Task goal:
Show every line from the data below that includes "template".

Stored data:
§ §
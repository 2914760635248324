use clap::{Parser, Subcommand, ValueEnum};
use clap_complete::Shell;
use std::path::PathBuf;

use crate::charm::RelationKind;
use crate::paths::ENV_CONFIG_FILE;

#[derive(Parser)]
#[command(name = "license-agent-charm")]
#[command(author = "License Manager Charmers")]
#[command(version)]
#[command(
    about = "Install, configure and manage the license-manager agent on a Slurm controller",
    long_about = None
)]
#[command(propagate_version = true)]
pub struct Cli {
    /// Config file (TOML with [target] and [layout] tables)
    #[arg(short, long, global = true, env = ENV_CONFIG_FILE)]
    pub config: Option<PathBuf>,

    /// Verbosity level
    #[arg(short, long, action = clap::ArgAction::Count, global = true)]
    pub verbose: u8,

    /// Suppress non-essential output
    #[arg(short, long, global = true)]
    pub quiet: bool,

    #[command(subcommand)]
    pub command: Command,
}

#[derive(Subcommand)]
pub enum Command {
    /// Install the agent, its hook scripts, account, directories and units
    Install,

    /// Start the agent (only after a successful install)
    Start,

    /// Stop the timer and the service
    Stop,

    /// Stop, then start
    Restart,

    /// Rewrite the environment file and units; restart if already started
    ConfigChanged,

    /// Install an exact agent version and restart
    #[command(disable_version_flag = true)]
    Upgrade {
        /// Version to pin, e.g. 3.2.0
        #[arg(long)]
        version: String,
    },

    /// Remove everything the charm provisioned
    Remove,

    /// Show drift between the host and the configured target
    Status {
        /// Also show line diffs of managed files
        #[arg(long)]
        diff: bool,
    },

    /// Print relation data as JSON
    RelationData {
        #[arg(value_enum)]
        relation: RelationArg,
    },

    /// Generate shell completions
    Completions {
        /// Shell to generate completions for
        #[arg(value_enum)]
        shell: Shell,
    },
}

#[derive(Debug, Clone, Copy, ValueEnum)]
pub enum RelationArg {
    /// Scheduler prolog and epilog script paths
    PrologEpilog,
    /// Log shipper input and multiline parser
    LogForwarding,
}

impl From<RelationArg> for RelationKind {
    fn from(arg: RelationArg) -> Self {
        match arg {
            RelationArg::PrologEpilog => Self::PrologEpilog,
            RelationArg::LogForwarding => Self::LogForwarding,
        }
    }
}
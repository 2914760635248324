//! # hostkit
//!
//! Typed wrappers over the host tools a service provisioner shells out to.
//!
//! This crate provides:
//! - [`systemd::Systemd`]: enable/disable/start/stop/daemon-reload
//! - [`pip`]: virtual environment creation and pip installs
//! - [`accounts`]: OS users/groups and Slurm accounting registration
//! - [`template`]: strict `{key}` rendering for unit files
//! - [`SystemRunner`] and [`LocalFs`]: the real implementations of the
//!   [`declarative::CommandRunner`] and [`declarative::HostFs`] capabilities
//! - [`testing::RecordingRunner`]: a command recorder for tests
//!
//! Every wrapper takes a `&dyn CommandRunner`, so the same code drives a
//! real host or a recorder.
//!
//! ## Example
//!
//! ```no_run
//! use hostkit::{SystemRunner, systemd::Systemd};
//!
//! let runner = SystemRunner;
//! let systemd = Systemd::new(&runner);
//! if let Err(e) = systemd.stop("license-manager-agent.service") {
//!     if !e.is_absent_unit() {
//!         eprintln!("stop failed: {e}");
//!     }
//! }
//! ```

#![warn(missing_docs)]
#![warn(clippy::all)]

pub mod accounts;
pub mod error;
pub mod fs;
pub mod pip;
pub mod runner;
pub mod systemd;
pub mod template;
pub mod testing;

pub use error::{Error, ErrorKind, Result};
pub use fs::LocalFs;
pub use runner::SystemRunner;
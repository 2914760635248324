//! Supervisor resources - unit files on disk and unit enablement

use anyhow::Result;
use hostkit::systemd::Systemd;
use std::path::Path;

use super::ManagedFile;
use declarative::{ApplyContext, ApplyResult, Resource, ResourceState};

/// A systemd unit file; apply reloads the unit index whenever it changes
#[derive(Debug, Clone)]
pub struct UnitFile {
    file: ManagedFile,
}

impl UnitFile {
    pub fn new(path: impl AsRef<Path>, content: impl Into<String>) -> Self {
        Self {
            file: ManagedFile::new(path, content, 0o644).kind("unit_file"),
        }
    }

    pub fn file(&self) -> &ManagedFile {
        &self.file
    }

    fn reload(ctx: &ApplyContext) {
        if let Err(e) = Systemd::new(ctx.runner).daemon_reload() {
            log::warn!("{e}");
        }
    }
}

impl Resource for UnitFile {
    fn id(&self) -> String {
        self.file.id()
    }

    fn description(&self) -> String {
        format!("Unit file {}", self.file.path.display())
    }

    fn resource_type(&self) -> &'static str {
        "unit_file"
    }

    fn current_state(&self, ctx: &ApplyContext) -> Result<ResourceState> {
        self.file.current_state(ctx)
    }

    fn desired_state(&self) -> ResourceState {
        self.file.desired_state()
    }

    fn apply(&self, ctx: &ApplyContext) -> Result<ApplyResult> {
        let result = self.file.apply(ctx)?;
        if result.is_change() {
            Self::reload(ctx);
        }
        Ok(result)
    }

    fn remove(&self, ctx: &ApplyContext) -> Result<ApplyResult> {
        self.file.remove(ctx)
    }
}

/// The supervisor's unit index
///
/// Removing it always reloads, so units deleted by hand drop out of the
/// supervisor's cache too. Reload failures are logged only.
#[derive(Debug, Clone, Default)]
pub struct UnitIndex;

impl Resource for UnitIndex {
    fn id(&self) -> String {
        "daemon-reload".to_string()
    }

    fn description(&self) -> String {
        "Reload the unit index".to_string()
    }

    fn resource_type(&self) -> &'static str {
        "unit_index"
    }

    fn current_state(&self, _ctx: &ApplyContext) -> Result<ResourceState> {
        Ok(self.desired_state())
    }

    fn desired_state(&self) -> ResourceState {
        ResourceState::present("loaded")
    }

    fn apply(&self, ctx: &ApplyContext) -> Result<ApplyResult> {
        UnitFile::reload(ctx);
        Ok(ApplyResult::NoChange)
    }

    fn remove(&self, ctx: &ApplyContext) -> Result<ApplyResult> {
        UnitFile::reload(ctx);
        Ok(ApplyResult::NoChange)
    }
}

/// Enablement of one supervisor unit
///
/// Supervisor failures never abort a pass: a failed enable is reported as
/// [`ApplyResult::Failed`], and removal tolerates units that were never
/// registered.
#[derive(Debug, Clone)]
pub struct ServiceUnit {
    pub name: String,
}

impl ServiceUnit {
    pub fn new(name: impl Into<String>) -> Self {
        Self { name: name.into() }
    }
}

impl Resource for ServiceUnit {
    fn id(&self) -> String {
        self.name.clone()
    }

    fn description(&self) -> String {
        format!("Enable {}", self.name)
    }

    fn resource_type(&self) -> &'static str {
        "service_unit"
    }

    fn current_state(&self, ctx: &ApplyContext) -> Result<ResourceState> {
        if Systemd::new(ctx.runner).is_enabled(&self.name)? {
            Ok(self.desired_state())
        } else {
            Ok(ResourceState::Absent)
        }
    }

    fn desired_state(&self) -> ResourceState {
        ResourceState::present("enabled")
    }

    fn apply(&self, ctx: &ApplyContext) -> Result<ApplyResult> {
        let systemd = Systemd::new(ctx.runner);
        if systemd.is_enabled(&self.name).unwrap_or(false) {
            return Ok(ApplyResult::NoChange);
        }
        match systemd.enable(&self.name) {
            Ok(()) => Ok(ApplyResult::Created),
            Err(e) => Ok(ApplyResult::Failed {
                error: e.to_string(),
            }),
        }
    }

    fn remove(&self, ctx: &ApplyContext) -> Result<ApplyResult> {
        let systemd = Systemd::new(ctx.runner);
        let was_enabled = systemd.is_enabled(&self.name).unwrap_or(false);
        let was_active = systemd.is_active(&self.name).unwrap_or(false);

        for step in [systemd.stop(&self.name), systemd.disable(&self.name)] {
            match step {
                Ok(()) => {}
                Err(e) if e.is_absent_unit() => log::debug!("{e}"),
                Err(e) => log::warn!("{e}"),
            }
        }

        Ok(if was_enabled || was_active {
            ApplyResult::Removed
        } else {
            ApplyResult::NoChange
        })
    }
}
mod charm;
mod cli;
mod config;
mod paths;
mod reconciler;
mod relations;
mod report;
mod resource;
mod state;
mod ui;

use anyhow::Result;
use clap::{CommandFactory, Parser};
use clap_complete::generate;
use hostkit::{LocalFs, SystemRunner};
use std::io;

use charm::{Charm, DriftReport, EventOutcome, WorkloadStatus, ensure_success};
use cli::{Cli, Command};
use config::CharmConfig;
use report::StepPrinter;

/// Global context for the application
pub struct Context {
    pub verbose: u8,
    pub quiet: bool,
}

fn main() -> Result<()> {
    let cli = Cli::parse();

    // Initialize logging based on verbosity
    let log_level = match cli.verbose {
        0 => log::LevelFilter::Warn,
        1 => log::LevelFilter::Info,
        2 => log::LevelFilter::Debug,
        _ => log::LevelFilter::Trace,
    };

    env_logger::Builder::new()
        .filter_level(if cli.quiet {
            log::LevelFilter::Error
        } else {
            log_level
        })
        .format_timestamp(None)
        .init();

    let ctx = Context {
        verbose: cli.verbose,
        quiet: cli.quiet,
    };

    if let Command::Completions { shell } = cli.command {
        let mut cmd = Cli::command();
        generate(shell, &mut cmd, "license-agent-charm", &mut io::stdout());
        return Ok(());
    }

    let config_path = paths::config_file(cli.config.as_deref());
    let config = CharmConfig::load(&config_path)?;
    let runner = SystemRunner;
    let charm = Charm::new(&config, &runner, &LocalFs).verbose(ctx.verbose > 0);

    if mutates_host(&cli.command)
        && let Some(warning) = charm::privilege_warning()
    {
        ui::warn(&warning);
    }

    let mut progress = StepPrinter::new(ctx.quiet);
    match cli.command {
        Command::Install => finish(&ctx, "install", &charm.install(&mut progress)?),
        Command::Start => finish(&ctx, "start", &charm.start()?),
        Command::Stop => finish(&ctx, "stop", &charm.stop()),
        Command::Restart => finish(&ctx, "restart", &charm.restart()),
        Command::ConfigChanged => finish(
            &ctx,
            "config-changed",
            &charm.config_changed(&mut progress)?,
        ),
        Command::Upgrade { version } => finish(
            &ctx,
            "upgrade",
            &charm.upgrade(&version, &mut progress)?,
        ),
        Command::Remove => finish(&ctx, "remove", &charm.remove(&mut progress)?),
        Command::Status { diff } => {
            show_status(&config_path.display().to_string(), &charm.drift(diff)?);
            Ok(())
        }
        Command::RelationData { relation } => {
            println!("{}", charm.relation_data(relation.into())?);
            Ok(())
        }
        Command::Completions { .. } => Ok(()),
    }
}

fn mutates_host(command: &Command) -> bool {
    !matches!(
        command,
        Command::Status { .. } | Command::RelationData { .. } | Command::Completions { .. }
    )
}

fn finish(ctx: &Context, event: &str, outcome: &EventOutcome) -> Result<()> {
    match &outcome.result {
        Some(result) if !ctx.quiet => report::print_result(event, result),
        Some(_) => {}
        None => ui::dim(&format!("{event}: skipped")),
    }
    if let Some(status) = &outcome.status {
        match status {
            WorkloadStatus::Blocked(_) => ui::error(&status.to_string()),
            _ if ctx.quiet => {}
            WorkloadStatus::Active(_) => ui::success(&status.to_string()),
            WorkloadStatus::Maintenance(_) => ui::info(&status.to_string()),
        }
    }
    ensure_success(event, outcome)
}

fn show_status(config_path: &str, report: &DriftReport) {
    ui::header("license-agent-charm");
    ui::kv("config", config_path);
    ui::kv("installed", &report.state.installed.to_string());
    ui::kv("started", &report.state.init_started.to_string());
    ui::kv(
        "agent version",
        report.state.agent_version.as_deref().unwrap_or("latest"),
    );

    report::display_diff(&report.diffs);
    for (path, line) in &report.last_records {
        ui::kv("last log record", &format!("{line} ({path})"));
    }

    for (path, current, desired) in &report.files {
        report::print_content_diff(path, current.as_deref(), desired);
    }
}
§ §
Task answer:
//! - [`template`]: strict `{key}` rendering for unit files
pub mod template;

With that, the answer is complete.